商隊から借りた丸盾を左手に持ち、右手で樫の棒を握っている。
「カレン、重くないの」
近くを歩くミカが盾を指す。
「軽いものよ」
カレンは優しく微笑んでいた。
-- 今朝。
拳闘士のユウを紹介された。
年は二十歳前。影のある表情をしていて、昨日コロセウムで見た印象とは少し違っていた。

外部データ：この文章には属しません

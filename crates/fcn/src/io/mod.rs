//! # Model Weight I/O
pub mod pytorch;
//! # Segmentation Batching

use crate::data::item::SegmentationItem;
use burn::data::dataloader::batcher::Batcher;
use burn::prelude::{Backend, Int, Tensor, TensorData};

/// ImageNet RGB channel means.
pub const IMAGENET_MEAN: [f32; 3] = [0.485, 0.456, 0.406];

/// ImageNet RGB channel standard deviations.
pub const IMAGENET_STD: [f32; 3] = [0.229, 0.224, 0.225];

/// A batch of images and label masks.
#[derive(Debug, Clone)]
pub struct SegmentationBatch<B: Backend> {
    /// ``[batch, 3, height, width]`` images.
    pub images: Tensor<B, 4>,

    /// ``[batch, height, width]`` class labels.
    pub masks: Tensor<B, 3, Int>,
}

/// Stacks [`SegmentationItem`]s into a [`SegmentationBatch`].
///
/// All items of a batch must share one resolution.
#[derive(Debug, Clone)]
pub struct SegmentationBatcher {
    normalization: Option<([f32; 3], [f32; 3])>,
}

impl Default for SegmentationBatcher {
    fn default() -> Self {
        Self::imagenet()
    }
}

impl SegmentationBatcher {
    /// A batcher applying ImageNet normalization.
    pub fn imagenet() -> Self {
        Self::with_normalization(IMAGENET_MEAN, IMAGENET_STD)
    }

    /// A batcher passing ``[0, 1]`` pixels through unchanged.
    pub fn unnormalized() -> Self {
        Self {
            normalization: None,
        }
    }

    /// A batcher applying ``(x - mean) / std`` per channel.
    pub fn with_normalization(
        mean: [f32; 3],
        std: [f32; 3],
    ) -> Self {
        Self {
            normalization: Some((mean, std)),
        }
    }

    /// Normalize ``[batch, 3, height, width]`` images.
    pub fn normalize<B: Backend>(
        &self,
        images: Tensor<B, 4>,
    ) -> Tensor<B, 4> {
        match self.normalization {
            Some((mean, std)) => {
                let device = images.device();
                let mean = Tensor::<B, 1>::from_floats(mean, &device).reshape([1, 3, 1, 1]);
                let std = Tensor::<B, 1>::from_floats(std, &device).reshape([1, 3, 1, 1]);
                (images - mean) / std
            }
            None => images,
        }
    }
}

impl<B: Backend> Batcher<B, SegmentationItem, SegmentationBatch<B>> for SegmentationBatcher {
    fn batch(
        &self,
        items: Vec<SegmentationItem>,
        device: &B::Device,
    ) -> SegmentationBatch<B> {
        let (height, width) = match items.first() {
            Some(item) => (item.height, item.width),
            None => panic!("cannot batch zero items"),
        };

        let mut images = Vec::with_capacity(items.len());
        let mut masks = Vec::with_capacity(items.len());
        for item in items {
            assert_eq!(
                [item.height, item.width],
                [height, width],
                "batch items must share a resolution"
            );
            let mask: Vec<i64> = item.mask.iter().map(|&label| label as i64).collect();

            images.push(Tensor::<B, 3>::from_data(
                TensorData::new(item.image, [3, height, width]),
                device,
            ));
            masks.push(Tensor::<B, 2, Int>::from_data(
                TensorData::new(mask, [height, width]),
                device,
            ));
        }

        SegmentationBatch {
            images: self.normalize(Tensor::stack(images, 0)),
            masks: Tensor::stack(masks, 0),
        }
    }
}

#[cfg(test)]
mod tests {
    use super::*;
    use burn::backend::NdArray;
    use hamcrest::prelude::*;

    type B = NdArray<f32>;

    fn item(
        value: f32,
        label: usize,
    ) -> SegmentationItem {
        let mut item = SegmentationItem::blank(2, 3);
        item.image.fill(value);
        item.mask.fill(label);
        item
    }

    #[test]
    fn test_batch_shapes() {
        let device = Default::default();
        let batch: SegmentationBatch<B> =
            SegmentationBatcher::unnormalized().batch(vec![item(0.5, 1), item(0.25, 2)], &device);

        assert_eq!(batch.images.dims(), [2, 3, 2, 3]);
        assert_eq!(batch.masks.dims(), [2, 2, 3]);

        let sums: Vec<i64> = batch
            .masks
            .sum_dim(2)
            .sum_dim(1)
            .into_data()
            .iter::<i64>()
            .collect();
        assert_eq!(sums, vec![6, 12]);
    }

    #[test]
    fn test_imagenet_normalization() {
        let device = Default::default();
        let batch: SegmentationBatch<B> =
            SegmentationBatcher::imagenet().batch(vec![item(0.485, 0)], &device);

        let red: f32 = batch.images.clone().slice([0..1, 0..1]).mean().into_scalar();
        assert!(red.abs() < 1e-5, "red: {red}");

        let blue: f32 = batch.images.slice([0..1, 2..3]).mean().into_scalar();
        let expected = (0.485 - 0.406) / 0.225;
        assert_that!(blue as f64, close_to(expected, 1e-5));
    }

    #[test]
    #[should_panic(expected = "share a resolution")]
    fn test_mixed_resolutions() {
        let device = Default::default();
        let _: SegmentationBatch<B> = SegmentationBatcher::unnormalized()
            .batch(vec![item(0.0, 0), SegmentationItem::blank(3, 3)], &device);
    }
}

客人として王都まで同行するはずだったが、本人の希望で護衛に回ったという。
体を動かしていないと落ち着かないらしい。
シンは後方を振り返った。
「どうしたの?」
カレンが聞いた。
「いや.......。後ろから誰か着けてきている気配があってな」
カレンが振り返って見ると、そこには誰もいなかった。
◇
ユウは歩きながら……考えていた。
(王都で闘士を募っている……。
他国からの圧力に対抗する兵士が必要なのか?)
王都コンスタリアの「アルケディア帝国」は、小国から領土を拡大した「サルキア帝国」の脅威にさらされてきた。
ユウは王都で生まれて、母親の手一つで育てられた。
しかし、幼少期に攫われ----奴隷市場で拳闘士養成所に買い取られたのだ。
(運よく生きてきたが……。
もしまた、母に会ったとして、何を話せばいいのだろう)
思いは反芻した。
歩くことで、いくぶん気が晴れるようだった。
◇
日が傾き始めたころ、 商隊は街道を外れた。
「今日はここで野営にしよう」
隊長ナルセスが言った。
低い丘の陰に、石壁が見える。
壁際には古い炉跡が残っていた。
少し下ったところには、細い小川が流れていた。
汲んできた水を馬に飲ませ、翌日の飲み水を煮沸して蓄えることができる。
夕飯の準備が始まった。
吊るした大鍋には、水に浸しておいた豆が煮えていた。
塩漬け豚肉、刻んだ玉ねぎ、乾燥させたタイムを入れて煮込む。
夕飯は「塩漬け豚肉と豆、玉ねぎの煮込み」「麦パン」「硬いチーズ」だった。
豆は少し崩れている。
豚肉の旨味と塩味の後に、玉ねぎの甘みが広がり、後にはタイムの香りがふっと残る。
煮込みに硬い麦パンを浸して食べるとよく合った。
商隊の主人ニコラオスの隣に娘のアンナが、その隣にはミカが座っていた。
「ミカちゃん、おいしい?」
アンナが覗き込むように聞いた。
「うん……!よく煮込まれていておいしいよ」
ミカはにこやかな笑顔を見せた。
「ミカちゃん、たくさん食べるんだぞ。旅は腹が減るからな」
ニコラオスもご満悦だ。
「ニコラウスさん、娘さんが増えたようですな!」
隊長ナルセスが声を上げると、周囲から笑い声が上がった。
「ほっほっほ、そう言われると悪い気はせんな」
ニコラオスが豪快に笑う。
シンもカレンも、自然と頬を緩めた。
◇
野営地から離れた丘の上。
フミは枯草の上で頬ずえをついて-----
ぼんやりと、商隊の焚火を眺めていた。
澄んだ夜空の月が、静かに丘を照らしていた。